WHAT THE TASK REQUIRES: Can you restate the lines of the entries below, word for word, from the first one through the line that includes "use crate::oracle::OraclePair;"?

---------- DATA PROVIDED ----------

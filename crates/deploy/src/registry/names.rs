//! Canonical service names shared with the on-chain consumers.
//!
//! Contracts resolve each other through `keccak256(name)`. A name typed
//! differently on either side silently points at an empty slot, so every
//! identifier is derived here and nowhere else.

use std::borrow::Cow;
use std::fmt;

use alloy_core::primitives::{B256, keccak256};
use serde::{Deserialize, Serialize};

use crate::oracle::OraclePair;

/// Version of the name table below. Bump it whenever a string changes.
pub const SERVICE_NAMES_VERSION: u32 = 1;

/// Liquid-staking tokens that may back a strategy.
#[derive(
    Debug,
    Clone,
    Copy,
    PartialEq,
    Eq,
    Hash,
    Serialize,
    Deserialize,
    strum::Display,
    strum::EnumString,
    strum::EnumIter,
)]
pub enum CollateralAsset {
    #[strum(serialize = "cbETH")]
    #[serde(rename = "cbETH")]
    CbEth,
    #[strum(serialize = "wstETH")]
    #[serde(rename = "wstETH")]
    WstEth,
}

impl CollateralAsset {
    pub fn service_name(self) -> ServiceName {
        match self {
            Self::CbEth => ServiceName::CbEth,
            Self::WstEth => ServiceName::WstEth,
        }
    }
}

/// A service registered in the Service Registry.
#[derive(Debug, Clone, Copy, PartialEq, Eq, Hash)]
pub enum ServiceName {
    Weth,
    UniswapRouter,
    UniswapQuoter,
    AaveV3,
    BalancerVault,
    FlashLender,
    Settings,
    CbEth,
    WstEth,
    Oracle(OraclePair),
}

impl ServiceName {
    /// Names that do not depend on an oracle pair.
    pub const FIXED: [ServiceName; 9] = [
        ServiceName::Weth,
        ServiceName::UniswapRouter,
        ServiceName::UniswapQuoter,
        ServiceName::AaveV3,
        ServiceName::BalancerVault,
        ServiceName::FlashLender,
        ServiceName::Settings,
        ServiceName::CbEth,
        ServiceName::WstEth,
    ];

    /// The exact string the contracts hash.
    pub fn as_str(&self) -> Cow<'static, str> {
        match self {
            Self::Weth => "WETH".into(),
            Self::UniswapRouter => "Uniswap Router".into(),
            Self::UniswapQuoter => "Uniswap Quoter".into(),
            Self::AaveV3 => "AAVE_V3".into(),
            Self::BalancerVault => "Balancer Vault".into(),
            Self::FlashLender => "FlashLender".into(),
            Self::Settings => "Settings".into(),
            Self::CbEth => "cbETH".into(),
            Self::WstEth => "wstETH".into(),
            Self::Oracle(pair) => format!("{pair} Oracle").into(),
        }
    }

    /// Registry key: `keccak256` of the ASCII name.
    pub fn id(&self) -> B256 {
        keccak256(self.as_str().as_bytes())
    }
}

impl fmt::Display for ServiceName {
    fn fmt(&self, f: &mut fmt::Formatter<'_>) -> fmt::Result {
        f.write_str(&self.as_str())
    }
}

#[cfg(test)]
mod tests {
    use std::collections::HashSet;
    use std::str::FromStr;

    use strum::IntoEnumIterator;

    use super::*;

    fn all_names() -> Vec<ServiceName> {
        ServiceName::FIXED
            .into_iter()
            .chain(OraclePair::iter().map(ServiceName::Oracle))
            .collect()
    }

    #[test]
    fn test_canonical_strings() {
        assert_eq!(ServiceName::AaveV3.as_str(), "AAVE_V3");
        assert_eq!(ServiceName::UniswapRouter.as_str(), "Uniswap Router");
        assert_eq!(ServiceName::BalancerVault.as_str(), "Balancer Vault");
        assert_eq!(
            ServiceName::Oracle(OraclePair::EthUsd).as_str(),
            "ETH/USD Oracle"
        );
        assert_eq!(
            ServiceName::Oracle(OraclePair::WstEthUsd).to_string(),
            "wstETH/USD Oracle"
        );
    }

    #[test]
    fn test_id_matches_independent_hash() {
        // A consumer hashing the literal on its own must land on the same slot.
        let consumer_side = keccak256(b"AAVE_V3");
        assert_eq!(ServiceName::AaveV3.id(), consumer_side);
        assert_eq!(ServiceName::AaveV3.id(), ServiceName::AaveV3.id());
        assert_ne!(
            ServiceName::AaveV3.id(),
            keccak256(b"Aave V3"),
            "Near-miss spellings must not collide"
        );
    }

    #[test]
    fn test_ids_are_distinct() {
        let names = all_names();
        let ids: HashSet<B256> = names.iter().map(ServiceName::id).collect();
        assert_eq!(ids.len(), names.len(), "Every service must own its own slot");
    }

    #[test]
    fn test_collateral_parsing() {
        assert_eq!(CollateralAsset::from_str("cbETH").unwrap(), CollateralAsset::CbEth);
        assert_eq!(CollateralAsset::from_str("wstETH").unwrap(), CollateralAsset::WstEth);
        assert!(CollateralAsset::from_str("stETH").is_err());
        assert_eq!(CollateralAsset::WstEth.service_name(), ServiceName::WstEth);
    }
}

----------

RESULT FOR THIS EXERCISE:
filename crates/deploy/src/registry/names.rs
//! Canonical service names shared with the on-chain consumers.
//!
//! Contracts resolve each other through `keccak256(name)`. A name typed
//! differently on either side silently points at an empty slot, so every
//! identifier is derived here and nowhere else.

use std::borrow::Cow;
use std::fmt;

use alloy_core::primitives::{B256, keccak256};
use serde::{Deserialize, Serialize};

use crate::oracle::OraclePair;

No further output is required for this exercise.